──────── Source material
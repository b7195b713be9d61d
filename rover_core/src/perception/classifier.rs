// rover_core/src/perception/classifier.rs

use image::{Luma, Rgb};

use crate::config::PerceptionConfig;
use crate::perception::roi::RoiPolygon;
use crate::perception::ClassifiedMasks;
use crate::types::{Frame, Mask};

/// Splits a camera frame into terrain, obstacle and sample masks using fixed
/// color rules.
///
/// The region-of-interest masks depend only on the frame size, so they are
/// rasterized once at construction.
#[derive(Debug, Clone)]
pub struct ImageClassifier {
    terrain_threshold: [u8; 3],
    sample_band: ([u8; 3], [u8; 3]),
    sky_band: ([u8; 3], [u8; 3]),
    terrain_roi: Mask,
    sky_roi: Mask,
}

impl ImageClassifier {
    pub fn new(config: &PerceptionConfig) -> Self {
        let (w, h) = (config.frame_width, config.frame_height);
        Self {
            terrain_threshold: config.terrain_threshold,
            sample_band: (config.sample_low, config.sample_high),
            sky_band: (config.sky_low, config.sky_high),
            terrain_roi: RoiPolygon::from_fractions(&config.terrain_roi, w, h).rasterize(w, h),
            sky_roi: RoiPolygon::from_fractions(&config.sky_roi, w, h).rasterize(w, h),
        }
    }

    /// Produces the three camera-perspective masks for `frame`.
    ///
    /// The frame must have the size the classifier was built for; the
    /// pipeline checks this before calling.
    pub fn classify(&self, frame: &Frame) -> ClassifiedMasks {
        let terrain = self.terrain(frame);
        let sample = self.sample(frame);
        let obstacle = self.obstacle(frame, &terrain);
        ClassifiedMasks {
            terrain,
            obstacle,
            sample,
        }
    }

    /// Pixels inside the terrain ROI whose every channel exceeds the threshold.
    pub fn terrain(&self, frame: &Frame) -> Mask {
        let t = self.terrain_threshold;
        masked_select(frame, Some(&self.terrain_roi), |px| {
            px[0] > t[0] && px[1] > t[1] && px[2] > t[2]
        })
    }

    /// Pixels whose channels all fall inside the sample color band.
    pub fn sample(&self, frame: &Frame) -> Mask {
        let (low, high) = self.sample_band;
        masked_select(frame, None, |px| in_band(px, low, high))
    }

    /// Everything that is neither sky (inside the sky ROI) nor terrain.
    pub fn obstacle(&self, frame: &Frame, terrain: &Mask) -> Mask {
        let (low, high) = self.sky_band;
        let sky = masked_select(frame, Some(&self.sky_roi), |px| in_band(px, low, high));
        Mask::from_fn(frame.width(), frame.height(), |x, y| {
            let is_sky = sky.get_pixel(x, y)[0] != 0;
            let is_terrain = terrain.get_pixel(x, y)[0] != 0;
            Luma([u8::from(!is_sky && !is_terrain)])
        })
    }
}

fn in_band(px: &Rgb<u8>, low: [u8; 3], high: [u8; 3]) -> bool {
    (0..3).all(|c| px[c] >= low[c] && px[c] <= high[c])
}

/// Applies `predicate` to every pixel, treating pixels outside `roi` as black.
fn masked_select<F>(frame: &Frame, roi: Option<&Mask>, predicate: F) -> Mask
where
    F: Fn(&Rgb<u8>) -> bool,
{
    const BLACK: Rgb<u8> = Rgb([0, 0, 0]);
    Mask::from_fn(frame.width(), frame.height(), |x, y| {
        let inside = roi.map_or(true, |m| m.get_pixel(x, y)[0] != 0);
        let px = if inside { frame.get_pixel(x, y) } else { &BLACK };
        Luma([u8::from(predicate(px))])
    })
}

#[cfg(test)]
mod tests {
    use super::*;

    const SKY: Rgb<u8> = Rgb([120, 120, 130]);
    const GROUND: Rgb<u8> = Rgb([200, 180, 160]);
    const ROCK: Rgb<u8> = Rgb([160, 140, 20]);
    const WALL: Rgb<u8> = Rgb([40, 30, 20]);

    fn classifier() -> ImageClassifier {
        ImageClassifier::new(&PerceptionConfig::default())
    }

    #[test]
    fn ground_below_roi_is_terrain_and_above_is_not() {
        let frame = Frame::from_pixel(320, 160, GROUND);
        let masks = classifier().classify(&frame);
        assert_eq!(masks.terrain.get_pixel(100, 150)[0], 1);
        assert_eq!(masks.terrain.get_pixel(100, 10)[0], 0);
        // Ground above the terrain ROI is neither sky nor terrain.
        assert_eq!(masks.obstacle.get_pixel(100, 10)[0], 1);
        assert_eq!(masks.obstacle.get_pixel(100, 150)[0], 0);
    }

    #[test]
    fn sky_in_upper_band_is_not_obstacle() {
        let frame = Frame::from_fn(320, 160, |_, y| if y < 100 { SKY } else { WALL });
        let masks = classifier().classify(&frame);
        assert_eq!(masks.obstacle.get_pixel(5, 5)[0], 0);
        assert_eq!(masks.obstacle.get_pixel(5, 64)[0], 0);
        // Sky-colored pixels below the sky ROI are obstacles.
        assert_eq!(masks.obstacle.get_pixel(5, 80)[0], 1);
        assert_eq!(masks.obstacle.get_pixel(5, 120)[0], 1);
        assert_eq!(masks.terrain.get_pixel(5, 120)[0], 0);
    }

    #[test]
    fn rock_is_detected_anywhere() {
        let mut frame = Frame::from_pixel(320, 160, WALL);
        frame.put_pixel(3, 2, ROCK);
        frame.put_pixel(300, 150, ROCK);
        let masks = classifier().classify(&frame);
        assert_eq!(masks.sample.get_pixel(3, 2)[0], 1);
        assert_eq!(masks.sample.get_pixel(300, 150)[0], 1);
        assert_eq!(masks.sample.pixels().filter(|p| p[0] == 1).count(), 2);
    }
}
────────────────
──────── Source material
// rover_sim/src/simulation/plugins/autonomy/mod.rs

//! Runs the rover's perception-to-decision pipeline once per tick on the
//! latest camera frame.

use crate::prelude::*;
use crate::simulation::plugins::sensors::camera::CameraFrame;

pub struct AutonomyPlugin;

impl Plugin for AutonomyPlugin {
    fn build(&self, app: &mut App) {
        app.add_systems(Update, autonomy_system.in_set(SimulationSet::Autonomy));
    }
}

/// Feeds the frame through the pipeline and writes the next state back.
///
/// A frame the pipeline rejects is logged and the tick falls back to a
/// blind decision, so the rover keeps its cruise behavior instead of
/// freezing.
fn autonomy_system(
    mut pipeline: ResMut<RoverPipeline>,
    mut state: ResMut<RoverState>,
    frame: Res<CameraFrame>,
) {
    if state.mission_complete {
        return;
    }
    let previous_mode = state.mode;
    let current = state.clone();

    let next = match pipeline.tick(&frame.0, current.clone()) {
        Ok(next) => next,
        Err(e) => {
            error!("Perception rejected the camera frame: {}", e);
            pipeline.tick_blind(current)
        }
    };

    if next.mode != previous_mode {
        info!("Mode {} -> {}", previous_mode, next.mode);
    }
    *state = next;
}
────────────────
──────── Source material
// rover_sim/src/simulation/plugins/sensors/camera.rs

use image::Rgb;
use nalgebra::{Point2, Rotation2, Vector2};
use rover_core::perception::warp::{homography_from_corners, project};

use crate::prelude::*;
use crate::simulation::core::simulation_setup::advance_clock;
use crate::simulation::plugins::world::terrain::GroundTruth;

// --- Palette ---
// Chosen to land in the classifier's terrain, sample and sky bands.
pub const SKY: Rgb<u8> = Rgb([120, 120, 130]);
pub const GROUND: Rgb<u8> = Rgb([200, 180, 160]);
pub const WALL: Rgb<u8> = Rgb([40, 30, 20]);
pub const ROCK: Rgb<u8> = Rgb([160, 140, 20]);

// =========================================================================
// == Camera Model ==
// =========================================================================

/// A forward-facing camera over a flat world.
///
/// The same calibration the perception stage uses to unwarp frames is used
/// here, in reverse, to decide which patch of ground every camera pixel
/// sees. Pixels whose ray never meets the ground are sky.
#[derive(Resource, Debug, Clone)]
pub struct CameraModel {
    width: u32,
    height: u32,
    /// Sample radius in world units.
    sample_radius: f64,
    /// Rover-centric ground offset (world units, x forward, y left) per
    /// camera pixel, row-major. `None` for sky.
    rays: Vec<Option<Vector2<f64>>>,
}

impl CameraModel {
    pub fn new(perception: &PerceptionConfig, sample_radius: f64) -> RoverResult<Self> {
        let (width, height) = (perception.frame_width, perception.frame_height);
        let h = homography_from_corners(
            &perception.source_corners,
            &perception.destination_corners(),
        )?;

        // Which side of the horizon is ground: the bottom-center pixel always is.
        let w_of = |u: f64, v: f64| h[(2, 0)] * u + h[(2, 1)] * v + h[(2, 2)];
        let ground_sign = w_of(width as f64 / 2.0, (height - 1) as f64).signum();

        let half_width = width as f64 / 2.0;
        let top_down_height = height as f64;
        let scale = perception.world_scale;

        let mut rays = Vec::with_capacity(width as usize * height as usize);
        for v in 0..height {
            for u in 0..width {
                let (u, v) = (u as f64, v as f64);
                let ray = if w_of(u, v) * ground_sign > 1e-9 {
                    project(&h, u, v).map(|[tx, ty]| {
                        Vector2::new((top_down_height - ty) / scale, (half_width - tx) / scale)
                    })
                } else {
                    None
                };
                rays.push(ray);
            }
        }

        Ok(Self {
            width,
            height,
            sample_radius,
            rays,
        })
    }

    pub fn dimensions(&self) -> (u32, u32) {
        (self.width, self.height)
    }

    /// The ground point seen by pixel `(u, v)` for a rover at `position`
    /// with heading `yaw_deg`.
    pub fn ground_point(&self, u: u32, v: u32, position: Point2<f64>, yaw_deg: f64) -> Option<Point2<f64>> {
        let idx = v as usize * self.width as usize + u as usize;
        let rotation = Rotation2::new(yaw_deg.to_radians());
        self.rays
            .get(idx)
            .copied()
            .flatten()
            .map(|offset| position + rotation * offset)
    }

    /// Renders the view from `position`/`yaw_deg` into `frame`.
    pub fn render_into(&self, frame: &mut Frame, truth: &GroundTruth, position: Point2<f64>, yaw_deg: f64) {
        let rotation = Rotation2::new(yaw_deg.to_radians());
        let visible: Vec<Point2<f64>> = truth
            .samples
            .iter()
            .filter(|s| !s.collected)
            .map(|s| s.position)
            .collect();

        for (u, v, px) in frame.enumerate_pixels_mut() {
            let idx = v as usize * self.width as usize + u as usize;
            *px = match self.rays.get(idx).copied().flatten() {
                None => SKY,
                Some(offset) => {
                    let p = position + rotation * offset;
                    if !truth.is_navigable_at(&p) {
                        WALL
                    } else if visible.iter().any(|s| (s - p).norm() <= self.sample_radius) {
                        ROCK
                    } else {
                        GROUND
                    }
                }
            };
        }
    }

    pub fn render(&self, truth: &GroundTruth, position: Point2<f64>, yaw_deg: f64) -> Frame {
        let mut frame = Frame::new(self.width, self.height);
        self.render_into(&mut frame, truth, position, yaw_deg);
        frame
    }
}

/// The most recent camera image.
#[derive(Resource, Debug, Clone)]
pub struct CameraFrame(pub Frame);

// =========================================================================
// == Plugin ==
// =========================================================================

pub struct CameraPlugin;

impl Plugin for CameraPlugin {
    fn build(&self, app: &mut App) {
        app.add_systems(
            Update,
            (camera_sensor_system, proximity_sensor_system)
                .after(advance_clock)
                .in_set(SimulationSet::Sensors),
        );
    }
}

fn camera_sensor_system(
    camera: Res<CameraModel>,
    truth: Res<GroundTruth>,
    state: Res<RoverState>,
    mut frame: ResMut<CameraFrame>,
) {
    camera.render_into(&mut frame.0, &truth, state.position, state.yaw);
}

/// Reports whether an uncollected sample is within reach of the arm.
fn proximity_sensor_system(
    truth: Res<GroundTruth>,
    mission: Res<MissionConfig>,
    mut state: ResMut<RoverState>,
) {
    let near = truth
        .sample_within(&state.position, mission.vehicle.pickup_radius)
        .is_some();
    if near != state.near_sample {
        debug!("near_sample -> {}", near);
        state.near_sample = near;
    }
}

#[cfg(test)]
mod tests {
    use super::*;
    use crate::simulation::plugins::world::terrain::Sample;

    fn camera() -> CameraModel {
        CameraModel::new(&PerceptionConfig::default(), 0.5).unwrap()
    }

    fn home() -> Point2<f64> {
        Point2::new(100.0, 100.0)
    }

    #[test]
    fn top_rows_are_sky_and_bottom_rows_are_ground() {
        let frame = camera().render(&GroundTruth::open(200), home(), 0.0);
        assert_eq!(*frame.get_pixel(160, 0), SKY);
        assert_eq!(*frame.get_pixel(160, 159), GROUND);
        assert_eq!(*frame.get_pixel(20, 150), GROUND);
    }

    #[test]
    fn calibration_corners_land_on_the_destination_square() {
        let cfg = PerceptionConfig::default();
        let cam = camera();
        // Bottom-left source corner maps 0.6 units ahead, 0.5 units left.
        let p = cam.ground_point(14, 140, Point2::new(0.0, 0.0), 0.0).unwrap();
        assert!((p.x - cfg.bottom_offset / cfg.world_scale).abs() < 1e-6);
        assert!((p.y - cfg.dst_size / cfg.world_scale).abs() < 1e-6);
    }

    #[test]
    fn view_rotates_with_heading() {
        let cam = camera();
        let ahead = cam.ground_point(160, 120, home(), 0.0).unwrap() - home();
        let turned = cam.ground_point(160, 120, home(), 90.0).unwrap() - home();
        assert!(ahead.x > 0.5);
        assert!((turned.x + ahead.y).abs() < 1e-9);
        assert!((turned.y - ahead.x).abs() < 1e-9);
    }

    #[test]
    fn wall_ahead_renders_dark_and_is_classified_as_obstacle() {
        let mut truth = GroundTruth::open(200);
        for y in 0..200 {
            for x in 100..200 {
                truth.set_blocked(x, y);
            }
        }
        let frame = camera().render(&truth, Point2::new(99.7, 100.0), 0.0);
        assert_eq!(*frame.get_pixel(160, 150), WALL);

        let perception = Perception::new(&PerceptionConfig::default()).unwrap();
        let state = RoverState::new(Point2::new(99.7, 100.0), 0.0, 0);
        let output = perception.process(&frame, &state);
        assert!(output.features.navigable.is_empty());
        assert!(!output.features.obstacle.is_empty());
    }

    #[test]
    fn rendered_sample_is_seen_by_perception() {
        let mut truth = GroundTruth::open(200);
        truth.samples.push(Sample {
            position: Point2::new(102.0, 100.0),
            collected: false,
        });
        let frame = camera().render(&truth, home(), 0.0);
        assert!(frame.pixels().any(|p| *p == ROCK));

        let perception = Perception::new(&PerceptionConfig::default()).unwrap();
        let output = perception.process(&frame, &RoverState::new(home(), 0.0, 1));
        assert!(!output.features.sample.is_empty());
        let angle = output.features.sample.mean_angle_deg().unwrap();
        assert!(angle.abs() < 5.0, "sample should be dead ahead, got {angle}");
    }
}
────────────────
An exact, complete copy of the lines above from the one with "repository b7195b713be9d61d" through the one with "let terrain = self.terrain(frame);" is the whole answer.

Solution for this problem
repository b7195b713be9d61d
filename rover_core/src/perception/classifier.rs
// rover_core/src/perception/classifier.rs

use image::{Luma, Rgb};

use crate::config::PerceptionConfig;
use crate::perception::roi::RoiPolygon;
use crate::perception::ClassifiedMasks;
use crate::types::{Frame, Mask};

/// Splits a camera frame into terrain, obstacle and sample masks using fixed
/// color rules.
///
/// The region-of-interest masks depend only on the frame size, so they are
/// rasterized once at construction.
#[derive(Debug, Clone)]
pub struct ImageClassifier {
    terrain_threshold: [u8; 3],
    sample_band: ([u8; 3], [u8; 3]),
    sky_band: ([u8; 3], [u8; 3]),
    terrain_roi: Mask,
    sky_roi: Mask,
}

impl ImageClassifier {
    pub fn new(config: &PerceptionConfig) -> Self {
        let (w, h) = (config.frame_width, config.frame_height);
        Self {
            terrain_threshold: config.terrain_threshold,
            sample_band: (config.sample_low, config.sample_high),
            sky_band: (config.sky_low, config.sky_high),
            terrain_roi: RoiPolygon::from_fractions(&config.terrain_roi, w, h).rasterize(w, h),
            sky_roi: RoiPolygon::from_fractions(&config.sky_roi, w, h).rasterize(w, h),
        }
    }

    /// Produces the three camera-perspective masks for `frame`.
    ///
    /// The frame must have the size the classifier was built for; the
    /// pipeline checks this before calling.
    pub fn classify(&self, frame: &Frame) -> ClassifiedMasks {
        let terrain = self.terrain(frame);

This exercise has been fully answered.